(GIVEN INFORMATION Opens)

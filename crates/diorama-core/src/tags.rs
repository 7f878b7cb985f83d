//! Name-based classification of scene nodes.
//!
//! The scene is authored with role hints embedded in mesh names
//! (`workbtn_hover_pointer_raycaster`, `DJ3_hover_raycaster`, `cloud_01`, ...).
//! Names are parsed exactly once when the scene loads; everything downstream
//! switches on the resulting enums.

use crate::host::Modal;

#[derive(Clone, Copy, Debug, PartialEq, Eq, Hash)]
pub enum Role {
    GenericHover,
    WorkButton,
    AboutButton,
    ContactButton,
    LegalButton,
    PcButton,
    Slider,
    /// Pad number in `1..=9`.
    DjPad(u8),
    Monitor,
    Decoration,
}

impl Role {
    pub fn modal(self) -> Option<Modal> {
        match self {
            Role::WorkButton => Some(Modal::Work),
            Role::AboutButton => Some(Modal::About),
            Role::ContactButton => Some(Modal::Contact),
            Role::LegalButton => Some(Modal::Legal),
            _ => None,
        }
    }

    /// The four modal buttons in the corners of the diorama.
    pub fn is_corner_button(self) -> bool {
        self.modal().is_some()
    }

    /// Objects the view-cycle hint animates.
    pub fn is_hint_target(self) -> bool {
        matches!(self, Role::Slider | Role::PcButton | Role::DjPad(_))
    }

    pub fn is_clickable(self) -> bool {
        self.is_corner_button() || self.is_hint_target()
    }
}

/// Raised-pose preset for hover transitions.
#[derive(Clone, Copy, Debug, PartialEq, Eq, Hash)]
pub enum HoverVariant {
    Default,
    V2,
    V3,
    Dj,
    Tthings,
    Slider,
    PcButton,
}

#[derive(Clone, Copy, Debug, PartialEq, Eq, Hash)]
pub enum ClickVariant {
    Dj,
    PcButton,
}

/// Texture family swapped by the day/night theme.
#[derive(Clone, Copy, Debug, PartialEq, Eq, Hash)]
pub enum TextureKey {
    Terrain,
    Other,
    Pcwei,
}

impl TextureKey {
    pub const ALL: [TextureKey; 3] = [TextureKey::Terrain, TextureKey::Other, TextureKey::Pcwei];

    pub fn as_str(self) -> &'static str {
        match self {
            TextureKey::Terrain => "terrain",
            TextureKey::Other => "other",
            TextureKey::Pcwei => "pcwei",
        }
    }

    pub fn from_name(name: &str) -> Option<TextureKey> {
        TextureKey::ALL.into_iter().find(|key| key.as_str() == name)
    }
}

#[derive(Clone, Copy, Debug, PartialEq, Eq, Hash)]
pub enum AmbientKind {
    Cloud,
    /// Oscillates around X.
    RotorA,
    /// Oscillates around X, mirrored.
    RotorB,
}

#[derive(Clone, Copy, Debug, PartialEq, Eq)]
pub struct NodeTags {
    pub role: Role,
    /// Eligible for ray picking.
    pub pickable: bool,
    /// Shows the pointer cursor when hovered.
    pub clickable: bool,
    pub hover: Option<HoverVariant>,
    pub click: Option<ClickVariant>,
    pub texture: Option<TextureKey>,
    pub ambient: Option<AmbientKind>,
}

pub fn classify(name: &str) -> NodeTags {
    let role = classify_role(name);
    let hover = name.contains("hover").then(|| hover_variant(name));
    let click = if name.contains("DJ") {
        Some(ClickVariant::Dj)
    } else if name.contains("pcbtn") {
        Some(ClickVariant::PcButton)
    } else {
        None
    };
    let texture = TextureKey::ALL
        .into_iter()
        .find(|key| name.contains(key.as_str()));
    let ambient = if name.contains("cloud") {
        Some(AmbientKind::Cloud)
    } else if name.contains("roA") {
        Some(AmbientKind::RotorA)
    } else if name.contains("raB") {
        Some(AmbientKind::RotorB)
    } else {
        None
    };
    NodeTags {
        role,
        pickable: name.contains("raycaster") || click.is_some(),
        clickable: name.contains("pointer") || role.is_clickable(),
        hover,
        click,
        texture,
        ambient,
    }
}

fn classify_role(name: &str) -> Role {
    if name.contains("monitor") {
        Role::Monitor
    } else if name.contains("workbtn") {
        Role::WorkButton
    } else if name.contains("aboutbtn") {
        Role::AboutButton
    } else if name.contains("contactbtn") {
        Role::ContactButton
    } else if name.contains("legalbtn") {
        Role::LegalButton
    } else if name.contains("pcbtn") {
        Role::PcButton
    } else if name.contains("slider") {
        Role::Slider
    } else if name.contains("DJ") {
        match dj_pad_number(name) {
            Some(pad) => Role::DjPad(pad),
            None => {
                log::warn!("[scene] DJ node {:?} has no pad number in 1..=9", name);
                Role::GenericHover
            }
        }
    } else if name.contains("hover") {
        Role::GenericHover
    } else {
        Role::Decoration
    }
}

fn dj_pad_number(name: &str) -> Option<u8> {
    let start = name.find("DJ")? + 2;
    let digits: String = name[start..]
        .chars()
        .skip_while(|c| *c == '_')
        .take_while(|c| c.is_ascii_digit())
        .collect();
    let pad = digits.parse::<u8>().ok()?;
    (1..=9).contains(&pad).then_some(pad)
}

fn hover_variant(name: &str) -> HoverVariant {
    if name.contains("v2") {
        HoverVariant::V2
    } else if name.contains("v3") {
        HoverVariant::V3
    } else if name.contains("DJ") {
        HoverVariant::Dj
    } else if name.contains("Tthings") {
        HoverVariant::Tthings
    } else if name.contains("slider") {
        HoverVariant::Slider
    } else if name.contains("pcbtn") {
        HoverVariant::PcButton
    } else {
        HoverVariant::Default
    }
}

(GIVEN INFORMATION Closes)
(GIVEN INFORMATION Opens)

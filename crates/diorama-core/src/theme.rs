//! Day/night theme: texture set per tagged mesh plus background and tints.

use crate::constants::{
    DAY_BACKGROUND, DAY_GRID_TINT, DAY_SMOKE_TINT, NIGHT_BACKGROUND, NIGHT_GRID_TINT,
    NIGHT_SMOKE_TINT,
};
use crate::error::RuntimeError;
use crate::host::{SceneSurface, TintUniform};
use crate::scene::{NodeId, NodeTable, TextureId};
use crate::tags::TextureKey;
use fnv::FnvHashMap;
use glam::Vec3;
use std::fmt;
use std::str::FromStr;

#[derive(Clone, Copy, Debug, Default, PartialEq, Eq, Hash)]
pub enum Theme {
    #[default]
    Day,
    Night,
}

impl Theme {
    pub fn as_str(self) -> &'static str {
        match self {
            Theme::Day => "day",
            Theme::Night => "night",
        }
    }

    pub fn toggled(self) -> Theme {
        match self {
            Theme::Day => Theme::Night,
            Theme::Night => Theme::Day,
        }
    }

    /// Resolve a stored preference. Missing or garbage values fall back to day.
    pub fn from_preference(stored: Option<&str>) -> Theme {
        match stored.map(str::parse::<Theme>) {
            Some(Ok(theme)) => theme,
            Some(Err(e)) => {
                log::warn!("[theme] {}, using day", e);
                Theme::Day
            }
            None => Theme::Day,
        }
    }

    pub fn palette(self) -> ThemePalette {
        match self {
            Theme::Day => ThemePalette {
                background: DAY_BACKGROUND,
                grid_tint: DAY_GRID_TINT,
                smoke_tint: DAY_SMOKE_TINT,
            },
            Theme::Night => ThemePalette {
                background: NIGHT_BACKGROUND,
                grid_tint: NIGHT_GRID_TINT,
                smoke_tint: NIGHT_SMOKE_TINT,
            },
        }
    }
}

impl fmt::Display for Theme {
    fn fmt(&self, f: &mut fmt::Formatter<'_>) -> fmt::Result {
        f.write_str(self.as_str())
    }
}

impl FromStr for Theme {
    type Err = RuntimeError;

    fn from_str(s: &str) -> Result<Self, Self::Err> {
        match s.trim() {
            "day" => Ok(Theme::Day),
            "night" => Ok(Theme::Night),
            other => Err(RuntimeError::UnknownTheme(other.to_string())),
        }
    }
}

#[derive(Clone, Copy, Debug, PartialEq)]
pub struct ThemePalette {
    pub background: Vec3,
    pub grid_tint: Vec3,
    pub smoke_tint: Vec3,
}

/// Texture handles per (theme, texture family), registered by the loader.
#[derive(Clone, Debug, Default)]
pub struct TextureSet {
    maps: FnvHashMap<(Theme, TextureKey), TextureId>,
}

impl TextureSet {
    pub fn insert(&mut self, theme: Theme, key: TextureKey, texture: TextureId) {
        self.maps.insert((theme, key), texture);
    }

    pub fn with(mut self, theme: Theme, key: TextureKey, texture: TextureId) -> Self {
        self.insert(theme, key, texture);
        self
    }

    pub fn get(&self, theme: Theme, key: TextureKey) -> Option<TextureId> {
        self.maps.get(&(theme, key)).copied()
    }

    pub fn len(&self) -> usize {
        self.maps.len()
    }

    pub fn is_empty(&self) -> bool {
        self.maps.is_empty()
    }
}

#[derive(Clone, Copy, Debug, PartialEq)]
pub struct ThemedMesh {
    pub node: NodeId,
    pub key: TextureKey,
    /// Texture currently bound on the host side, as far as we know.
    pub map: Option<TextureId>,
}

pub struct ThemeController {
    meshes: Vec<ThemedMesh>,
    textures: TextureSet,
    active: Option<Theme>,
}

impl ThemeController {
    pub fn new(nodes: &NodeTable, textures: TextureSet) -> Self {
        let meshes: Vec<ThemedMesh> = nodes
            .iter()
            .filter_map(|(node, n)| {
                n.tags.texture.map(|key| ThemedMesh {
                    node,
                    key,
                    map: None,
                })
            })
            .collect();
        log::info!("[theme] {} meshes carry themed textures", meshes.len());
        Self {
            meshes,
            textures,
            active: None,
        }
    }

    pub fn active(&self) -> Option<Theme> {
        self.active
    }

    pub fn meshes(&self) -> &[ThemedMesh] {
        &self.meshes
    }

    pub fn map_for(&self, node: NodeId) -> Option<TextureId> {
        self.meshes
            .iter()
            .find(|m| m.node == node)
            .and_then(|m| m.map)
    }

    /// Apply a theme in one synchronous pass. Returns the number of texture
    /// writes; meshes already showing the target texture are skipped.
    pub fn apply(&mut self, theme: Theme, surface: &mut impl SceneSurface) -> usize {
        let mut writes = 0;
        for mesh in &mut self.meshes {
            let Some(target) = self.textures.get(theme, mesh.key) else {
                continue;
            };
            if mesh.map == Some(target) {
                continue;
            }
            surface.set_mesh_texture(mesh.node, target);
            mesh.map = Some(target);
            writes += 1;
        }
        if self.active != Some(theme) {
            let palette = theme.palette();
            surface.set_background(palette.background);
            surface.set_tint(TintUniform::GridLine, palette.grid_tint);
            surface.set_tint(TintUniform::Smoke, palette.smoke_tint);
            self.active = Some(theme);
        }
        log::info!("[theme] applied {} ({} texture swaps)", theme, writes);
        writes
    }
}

(GIVEN INFORMATION Closes)

§ **WORK ITEM**:
If a line in the data holds the string "insert", copy that line.

§ **YOUR SOLUTION**:
    pub fn insert(&mut self, theme: Theme, key: TextureKey, texture: TextureId) {
        self.maps.insert((theme, key), texture);
        self.insert(theme, key, texture);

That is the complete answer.